====== Listed records ======
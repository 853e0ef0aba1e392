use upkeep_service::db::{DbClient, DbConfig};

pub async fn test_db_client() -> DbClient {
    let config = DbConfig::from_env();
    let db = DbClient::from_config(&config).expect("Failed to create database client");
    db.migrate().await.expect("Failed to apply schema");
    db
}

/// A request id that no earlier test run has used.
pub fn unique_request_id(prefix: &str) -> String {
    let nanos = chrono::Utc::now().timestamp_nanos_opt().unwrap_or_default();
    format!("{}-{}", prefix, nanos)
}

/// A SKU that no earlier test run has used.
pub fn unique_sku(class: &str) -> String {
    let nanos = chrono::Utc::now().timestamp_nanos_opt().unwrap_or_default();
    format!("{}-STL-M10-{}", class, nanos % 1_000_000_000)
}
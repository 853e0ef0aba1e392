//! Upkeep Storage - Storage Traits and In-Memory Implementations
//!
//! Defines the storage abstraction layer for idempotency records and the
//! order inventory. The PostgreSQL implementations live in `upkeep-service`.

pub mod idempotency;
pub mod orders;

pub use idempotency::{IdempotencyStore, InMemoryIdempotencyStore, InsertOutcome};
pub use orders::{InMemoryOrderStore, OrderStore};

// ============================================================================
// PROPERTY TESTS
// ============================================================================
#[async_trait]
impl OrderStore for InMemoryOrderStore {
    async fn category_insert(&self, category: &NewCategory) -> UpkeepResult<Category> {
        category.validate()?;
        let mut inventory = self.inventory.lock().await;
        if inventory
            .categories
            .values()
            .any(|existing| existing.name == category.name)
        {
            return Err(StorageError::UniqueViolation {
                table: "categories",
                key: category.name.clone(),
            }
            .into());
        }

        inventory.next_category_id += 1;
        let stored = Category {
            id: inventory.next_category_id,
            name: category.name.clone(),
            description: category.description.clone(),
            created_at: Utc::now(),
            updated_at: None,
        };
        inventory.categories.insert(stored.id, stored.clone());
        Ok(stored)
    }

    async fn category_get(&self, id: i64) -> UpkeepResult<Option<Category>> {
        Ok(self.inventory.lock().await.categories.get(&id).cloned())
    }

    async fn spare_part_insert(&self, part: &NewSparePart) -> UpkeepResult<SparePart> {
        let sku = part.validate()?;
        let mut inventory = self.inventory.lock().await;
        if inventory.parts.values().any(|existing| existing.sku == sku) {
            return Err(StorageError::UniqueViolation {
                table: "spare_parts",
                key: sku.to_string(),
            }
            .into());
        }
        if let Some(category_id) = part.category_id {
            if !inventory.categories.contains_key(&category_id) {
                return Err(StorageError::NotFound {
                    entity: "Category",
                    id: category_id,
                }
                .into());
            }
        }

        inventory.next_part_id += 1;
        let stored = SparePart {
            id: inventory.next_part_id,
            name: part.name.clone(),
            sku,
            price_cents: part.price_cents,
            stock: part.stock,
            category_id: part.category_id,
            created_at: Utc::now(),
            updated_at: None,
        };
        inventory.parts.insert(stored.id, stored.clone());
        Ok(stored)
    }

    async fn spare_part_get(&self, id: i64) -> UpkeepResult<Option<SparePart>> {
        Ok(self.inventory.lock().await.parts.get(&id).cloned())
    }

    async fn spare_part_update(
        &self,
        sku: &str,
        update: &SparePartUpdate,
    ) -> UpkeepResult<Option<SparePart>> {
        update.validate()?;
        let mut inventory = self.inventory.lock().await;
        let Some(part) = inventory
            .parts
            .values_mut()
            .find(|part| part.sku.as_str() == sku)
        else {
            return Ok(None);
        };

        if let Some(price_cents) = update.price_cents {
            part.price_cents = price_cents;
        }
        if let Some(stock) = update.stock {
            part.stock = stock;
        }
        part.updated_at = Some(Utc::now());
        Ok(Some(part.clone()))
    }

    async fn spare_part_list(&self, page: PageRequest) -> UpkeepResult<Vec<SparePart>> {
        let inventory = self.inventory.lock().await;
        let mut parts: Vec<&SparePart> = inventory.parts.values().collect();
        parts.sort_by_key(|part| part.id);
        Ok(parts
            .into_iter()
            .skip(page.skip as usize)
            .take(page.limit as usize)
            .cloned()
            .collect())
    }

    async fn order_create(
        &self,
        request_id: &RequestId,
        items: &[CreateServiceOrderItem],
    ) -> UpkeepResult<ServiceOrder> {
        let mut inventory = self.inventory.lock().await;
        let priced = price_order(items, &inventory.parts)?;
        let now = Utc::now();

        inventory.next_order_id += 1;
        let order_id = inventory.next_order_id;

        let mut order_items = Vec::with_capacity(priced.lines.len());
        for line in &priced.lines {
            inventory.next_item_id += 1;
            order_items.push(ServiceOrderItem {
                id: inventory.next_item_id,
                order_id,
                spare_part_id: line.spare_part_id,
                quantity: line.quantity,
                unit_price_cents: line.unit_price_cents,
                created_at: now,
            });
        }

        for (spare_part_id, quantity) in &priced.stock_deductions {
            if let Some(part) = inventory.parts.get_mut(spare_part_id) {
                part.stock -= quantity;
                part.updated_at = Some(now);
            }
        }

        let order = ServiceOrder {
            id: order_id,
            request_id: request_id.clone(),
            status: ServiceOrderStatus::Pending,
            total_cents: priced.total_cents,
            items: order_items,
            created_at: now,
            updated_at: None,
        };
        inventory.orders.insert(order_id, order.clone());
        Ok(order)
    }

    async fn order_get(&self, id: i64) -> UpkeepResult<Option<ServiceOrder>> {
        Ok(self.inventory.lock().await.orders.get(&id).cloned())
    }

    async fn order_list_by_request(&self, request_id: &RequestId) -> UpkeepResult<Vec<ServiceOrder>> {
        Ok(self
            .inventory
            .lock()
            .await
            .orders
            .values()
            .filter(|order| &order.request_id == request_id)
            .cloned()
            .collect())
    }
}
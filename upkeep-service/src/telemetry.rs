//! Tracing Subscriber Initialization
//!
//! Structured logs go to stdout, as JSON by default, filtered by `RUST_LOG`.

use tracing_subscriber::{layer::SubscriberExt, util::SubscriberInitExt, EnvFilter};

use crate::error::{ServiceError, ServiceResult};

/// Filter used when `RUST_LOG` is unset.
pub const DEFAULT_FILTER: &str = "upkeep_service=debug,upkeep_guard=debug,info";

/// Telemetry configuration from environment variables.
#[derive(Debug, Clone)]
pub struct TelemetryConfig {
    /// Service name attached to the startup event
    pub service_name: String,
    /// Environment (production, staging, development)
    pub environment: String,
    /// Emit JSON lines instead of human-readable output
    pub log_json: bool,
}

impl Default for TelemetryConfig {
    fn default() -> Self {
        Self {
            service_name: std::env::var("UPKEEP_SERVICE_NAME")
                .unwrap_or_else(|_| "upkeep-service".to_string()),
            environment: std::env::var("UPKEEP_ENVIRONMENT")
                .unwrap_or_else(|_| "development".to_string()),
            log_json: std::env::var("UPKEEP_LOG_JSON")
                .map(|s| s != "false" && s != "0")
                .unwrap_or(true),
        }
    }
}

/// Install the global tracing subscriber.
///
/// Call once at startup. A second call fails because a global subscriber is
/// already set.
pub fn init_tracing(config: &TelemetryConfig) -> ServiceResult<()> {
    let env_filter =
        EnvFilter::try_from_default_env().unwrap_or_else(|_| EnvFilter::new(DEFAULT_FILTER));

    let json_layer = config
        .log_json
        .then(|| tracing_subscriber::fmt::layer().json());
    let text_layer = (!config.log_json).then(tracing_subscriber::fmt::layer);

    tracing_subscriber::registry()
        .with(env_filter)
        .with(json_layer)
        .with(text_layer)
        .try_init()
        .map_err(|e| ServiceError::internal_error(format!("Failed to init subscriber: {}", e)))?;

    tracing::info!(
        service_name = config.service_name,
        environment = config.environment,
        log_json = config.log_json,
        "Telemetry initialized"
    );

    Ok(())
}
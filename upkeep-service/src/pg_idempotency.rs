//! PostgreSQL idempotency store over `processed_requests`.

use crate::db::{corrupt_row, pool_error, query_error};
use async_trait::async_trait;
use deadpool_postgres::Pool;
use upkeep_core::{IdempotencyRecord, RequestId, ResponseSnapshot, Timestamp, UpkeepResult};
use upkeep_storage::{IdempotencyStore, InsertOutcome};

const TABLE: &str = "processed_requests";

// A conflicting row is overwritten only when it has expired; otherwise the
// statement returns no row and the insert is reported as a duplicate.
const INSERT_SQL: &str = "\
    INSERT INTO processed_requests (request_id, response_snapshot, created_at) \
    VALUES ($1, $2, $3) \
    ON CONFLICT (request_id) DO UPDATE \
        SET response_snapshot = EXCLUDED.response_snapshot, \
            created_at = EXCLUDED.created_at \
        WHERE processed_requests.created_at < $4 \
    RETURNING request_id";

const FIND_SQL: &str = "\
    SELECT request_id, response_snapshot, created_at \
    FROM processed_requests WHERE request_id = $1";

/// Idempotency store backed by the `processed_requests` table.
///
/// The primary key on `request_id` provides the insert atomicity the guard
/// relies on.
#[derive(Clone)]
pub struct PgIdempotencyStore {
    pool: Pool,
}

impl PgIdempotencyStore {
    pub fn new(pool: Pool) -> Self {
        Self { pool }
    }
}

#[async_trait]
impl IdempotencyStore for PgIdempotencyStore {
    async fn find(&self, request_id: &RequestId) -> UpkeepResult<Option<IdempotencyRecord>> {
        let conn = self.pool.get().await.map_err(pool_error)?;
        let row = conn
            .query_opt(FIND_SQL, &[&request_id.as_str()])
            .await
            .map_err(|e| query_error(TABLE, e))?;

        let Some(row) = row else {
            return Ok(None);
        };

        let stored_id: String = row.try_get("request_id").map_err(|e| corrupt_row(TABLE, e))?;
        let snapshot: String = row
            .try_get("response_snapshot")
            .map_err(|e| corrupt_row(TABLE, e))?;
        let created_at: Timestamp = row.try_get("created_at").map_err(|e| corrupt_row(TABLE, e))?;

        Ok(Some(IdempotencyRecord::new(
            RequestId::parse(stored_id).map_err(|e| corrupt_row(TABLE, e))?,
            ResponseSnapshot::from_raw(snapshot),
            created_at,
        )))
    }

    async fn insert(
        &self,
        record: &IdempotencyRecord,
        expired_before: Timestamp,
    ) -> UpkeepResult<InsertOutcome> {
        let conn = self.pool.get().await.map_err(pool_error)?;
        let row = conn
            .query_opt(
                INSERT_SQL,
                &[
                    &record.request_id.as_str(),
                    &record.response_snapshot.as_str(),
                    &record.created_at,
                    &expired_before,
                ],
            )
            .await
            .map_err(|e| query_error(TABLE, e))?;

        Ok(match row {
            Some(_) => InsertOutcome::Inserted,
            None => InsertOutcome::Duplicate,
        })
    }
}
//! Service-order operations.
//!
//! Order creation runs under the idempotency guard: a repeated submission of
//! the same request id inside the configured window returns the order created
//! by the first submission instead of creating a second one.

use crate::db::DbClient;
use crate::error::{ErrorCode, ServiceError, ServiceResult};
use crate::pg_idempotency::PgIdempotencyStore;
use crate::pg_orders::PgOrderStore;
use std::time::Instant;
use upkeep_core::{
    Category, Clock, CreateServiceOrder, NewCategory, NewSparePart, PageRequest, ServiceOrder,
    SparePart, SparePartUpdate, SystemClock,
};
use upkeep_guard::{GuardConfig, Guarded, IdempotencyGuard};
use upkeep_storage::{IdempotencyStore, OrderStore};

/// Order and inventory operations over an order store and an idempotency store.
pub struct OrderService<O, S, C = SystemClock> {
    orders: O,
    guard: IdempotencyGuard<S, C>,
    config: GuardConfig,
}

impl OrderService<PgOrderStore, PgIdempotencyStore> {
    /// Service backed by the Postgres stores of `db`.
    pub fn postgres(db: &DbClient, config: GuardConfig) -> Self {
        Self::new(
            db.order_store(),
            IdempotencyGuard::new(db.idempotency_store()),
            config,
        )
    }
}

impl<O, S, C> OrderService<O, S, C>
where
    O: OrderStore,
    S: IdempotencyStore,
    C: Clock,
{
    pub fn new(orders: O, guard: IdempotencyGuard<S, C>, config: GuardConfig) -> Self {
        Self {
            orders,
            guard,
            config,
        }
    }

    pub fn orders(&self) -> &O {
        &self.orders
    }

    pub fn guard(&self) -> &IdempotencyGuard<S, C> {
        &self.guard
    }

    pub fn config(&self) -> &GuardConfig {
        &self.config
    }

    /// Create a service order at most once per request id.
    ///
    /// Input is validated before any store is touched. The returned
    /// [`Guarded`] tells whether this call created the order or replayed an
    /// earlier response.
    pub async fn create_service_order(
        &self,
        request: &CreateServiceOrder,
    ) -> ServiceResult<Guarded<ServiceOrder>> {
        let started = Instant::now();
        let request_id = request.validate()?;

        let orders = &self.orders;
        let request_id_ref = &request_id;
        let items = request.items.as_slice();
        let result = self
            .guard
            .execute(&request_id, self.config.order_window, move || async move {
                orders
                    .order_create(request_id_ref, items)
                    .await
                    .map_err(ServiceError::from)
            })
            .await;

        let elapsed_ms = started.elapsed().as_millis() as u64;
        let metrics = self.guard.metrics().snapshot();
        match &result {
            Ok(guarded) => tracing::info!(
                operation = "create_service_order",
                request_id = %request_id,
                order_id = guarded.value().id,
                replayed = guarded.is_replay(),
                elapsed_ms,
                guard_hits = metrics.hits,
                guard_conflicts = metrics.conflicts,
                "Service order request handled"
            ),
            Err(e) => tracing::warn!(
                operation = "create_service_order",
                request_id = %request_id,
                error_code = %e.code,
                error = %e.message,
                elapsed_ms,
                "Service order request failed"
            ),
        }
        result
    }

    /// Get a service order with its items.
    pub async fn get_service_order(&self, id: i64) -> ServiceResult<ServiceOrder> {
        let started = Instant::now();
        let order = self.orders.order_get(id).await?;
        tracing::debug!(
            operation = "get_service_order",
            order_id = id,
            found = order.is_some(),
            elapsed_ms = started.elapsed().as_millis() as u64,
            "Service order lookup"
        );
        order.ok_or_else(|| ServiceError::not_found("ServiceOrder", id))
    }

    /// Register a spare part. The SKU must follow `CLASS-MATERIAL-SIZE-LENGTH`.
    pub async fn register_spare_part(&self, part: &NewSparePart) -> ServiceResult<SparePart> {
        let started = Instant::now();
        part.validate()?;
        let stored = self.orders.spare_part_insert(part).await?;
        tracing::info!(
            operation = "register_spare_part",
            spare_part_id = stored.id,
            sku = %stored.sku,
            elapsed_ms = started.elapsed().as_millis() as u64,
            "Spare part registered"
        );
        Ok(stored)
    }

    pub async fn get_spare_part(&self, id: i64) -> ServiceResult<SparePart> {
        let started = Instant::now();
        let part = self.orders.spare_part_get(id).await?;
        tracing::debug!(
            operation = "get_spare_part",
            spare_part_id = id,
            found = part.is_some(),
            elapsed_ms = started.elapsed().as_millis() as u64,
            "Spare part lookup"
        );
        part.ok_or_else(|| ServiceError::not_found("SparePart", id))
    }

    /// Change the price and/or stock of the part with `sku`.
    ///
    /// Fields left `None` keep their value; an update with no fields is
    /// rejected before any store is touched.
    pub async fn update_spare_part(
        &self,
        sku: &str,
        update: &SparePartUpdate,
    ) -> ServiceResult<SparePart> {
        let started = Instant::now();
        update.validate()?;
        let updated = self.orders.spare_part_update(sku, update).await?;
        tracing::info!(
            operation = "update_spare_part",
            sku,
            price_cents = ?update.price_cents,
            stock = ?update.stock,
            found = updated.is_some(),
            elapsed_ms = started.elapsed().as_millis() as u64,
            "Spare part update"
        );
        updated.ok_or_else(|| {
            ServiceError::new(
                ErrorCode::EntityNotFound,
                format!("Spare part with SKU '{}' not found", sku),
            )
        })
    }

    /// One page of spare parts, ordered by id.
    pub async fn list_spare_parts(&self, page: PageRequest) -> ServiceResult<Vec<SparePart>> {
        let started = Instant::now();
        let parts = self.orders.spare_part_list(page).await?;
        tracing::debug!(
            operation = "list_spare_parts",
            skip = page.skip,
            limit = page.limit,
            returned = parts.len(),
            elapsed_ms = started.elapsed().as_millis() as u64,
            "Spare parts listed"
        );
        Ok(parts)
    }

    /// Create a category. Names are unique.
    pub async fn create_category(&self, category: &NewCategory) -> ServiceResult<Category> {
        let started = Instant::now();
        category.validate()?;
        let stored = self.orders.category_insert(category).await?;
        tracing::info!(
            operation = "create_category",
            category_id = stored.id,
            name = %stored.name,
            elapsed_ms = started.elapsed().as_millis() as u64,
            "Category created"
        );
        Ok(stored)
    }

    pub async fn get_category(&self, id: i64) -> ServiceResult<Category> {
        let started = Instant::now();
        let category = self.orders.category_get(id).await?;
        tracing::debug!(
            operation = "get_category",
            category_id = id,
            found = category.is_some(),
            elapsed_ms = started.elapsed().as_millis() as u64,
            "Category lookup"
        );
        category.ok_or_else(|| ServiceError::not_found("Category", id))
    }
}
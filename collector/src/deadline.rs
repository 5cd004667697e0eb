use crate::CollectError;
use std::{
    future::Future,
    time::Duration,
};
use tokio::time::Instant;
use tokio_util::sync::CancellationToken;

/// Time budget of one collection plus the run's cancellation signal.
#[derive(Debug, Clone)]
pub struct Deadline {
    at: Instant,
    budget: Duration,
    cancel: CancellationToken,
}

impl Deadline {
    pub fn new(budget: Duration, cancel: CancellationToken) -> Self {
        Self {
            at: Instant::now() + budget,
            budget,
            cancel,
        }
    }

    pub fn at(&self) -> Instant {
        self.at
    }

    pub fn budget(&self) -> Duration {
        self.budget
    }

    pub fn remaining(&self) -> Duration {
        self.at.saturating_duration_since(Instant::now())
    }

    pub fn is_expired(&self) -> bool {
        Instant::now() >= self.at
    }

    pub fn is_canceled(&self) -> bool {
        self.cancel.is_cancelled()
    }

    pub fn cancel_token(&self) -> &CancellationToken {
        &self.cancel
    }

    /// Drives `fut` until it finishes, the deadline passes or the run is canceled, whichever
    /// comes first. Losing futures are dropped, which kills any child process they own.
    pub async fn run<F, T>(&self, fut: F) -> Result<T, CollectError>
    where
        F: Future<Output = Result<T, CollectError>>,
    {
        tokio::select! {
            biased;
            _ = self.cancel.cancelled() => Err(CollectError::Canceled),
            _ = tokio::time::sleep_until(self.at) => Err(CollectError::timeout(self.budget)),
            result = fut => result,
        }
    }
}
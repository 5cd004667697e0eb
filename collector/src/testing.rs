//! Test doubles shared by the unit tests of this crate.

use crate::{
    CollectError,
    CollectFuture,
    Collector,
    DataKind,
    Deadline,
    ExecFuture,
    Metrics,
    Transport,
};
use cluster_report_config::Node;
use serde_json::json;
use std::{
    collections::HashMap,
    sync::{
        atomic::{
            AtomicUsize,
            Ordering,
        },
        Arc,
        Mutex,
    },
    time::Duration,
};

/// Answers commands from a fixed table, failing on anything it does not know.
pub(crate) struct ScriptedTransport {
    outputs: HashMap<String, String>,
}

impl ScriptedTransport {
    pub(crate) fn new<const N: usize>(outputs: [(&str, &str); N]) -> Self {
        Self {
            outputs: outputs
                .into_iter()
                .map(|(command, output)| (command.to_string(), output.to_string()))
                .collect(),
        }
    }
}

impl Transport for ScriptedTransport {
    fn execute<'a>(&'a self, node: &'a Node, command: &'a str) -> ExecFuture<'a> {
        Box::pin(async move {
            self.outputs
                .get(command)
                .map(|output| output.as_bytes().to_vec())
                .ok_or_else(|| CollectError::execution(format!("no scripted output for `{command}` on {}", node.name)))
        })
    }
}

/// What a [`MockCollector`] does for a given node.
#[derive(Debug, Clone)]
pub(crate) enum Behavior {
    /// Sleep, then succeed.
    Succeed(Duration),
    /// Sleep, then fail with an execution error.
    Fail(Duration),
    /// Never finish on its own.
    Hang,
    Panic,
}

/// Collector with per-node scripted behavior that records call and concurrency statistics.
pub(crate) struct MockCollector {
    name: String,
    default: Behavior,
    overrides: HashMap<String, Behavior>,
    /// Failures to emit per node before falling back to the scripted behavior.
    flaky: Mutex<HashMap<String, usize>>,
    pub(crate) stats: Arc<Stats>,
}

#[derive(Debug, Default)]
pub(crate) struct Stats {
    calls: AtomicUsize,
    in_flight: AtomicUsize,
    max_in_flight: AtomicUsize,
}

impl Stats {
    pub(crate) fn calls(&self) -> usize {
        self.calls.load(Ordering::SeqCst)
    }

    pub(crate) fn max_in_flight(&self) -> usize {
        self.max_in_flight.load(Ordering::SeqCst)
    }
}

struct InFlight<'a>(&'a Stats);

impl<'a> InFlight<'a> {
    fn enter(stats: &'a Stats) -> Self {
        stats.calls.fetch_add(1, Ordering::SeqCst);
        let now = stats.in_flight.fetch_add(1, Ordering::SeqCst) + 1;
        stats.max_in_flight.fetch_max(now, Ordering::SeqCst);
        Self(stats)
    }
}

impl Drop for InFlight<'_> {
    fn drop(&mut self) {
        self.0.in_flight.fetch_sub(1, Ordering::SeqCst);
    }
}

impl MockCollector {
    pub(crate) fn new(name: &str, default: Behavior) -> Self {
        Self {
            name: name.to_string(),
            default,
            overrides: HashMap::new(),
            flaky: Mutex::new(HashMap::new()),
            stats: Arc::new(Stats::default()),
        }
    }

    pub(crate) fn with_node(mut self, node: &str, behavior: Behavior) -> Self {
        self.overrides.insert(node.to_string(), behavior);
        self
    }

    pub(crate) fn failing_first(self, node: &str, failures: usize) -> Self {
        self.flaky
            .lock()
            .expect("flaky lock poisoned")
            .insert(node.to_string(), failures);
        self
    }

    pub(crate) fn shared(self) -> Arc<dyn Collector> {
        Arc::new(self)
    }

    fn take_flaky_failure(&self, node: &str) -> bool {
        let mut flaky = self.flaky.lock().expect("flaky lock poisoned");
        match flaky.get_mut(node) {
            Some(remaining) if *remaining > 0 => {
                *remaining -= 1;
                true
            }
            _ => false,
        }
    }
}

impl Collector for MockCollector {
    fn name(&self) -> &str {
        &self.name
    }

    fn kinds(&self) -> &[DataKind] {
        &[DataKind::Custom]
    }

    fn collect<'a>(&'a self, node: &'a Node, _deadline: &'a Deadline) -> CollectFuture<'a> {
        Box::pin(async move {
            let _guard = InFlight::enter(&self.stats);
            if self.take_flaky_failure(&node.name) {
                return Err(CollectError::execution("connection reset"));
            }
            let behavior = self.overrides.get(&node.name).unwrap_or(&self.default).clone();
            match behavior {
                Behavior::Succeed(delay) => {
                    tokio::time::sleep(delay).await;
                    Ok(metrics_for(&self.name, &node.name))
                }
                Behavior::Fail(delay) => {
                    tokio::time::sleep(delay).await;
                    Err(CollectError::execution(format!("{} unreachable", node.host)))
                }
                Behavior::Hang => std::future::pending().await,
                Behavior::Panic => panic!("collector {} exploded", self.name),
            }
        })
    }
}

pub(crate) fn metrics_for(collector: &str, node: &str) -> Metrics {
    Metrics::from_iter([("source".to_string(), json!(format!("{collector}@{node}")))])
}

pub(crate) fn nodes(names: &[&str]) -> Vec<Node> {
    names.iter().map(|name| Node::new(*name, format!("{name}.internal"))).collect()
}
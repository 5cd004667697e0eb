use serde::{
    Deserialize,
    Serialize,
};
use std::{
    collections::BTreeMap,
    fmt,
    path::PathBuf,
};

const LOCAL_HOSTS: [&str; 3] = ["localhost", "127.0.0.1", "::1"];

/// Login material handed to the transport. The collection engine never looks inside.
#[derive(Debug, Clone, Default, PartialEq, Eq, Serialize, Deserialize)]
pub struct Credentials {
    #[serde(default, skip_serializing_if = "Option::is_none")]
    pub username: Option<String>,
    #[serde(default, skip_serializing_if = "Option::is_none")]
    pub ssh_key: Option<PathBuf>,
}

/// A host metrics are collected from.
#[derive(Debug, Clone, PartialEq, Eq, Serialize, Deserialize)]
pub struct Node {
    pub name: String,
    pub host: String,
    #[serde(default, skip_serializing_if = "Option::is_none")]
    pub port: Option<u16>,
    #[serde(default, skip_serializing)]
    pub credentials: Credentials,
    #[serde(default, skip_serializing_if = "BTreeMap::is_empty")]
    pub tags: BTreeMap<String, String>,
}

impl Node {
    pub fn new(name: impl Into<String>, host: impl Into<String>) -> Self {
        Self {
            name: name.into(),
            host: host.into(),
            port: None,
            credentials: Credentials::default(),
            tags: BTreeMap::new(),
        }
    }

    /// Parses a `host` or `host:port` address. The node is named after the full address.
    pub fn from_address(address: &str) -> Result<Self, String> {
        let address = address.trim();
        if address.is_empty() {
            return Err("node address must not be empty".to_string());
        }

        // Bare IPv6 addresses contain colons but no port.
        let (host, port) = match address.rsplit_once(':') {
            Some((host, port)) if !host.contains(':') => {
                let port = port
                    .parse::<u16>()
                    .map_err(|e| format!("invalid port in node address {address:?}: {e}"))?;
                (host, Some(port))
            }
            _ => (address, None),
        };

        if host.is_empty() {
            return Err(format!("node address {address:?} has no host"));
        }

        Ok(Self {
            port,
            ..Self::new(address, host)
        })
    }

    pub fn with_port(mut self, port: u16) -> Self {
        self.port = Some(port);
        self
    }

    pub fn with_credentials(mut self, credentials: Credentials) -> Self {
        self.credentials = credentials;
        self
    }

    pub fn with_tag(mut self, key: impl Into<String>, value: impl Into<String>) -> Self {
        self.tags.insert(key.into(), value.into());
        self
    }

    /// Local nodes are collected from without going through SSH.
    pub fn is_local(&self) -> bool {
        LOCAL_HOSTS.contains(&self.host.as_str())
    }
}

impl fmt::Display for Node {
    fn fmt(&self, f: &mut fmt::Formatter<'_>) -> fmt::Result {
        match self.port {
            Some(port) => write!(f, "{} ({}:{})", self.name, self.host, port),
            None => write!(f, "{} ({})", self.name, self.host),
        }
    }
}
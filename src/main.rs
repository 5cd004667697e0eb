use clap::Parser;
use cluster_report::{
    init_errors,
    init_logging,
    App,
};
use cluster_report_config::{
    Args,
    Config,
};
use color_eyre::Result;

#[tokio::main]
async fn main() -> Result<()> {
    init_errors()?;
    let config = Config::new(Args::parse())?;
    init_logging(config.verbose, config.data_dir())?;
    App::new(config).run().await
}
======
The expected answer is an exact copy of the lines above, beginning at the line with "filename upkeep-service/src/telemetry.rs" and ending at the line with "pub struct TelemetryConfig", with both ends in.

filename upkeep-service/src/telemetry.rs
//! Tracing Subscriber Initialization
//!
//! Structured logs go to stdout, as JSON by default, filtered by `RUST_LOG`.

use tracing_subscriber::{layer::SubscriberExt, util::SubscriberInitExt, EnvFilter};

use crate::error::{ServiceError, ServiceResult};

/// Filter used when `RUST_LOG` is unset.
pub const DEFAULT_FILTER: &str = "upkeep_service=debug,upkeep_guard=debug,info";

/// Telemetry configuration from environment variables.
#[derive(Debug, Clone)]
pub struct TelemetryConfig {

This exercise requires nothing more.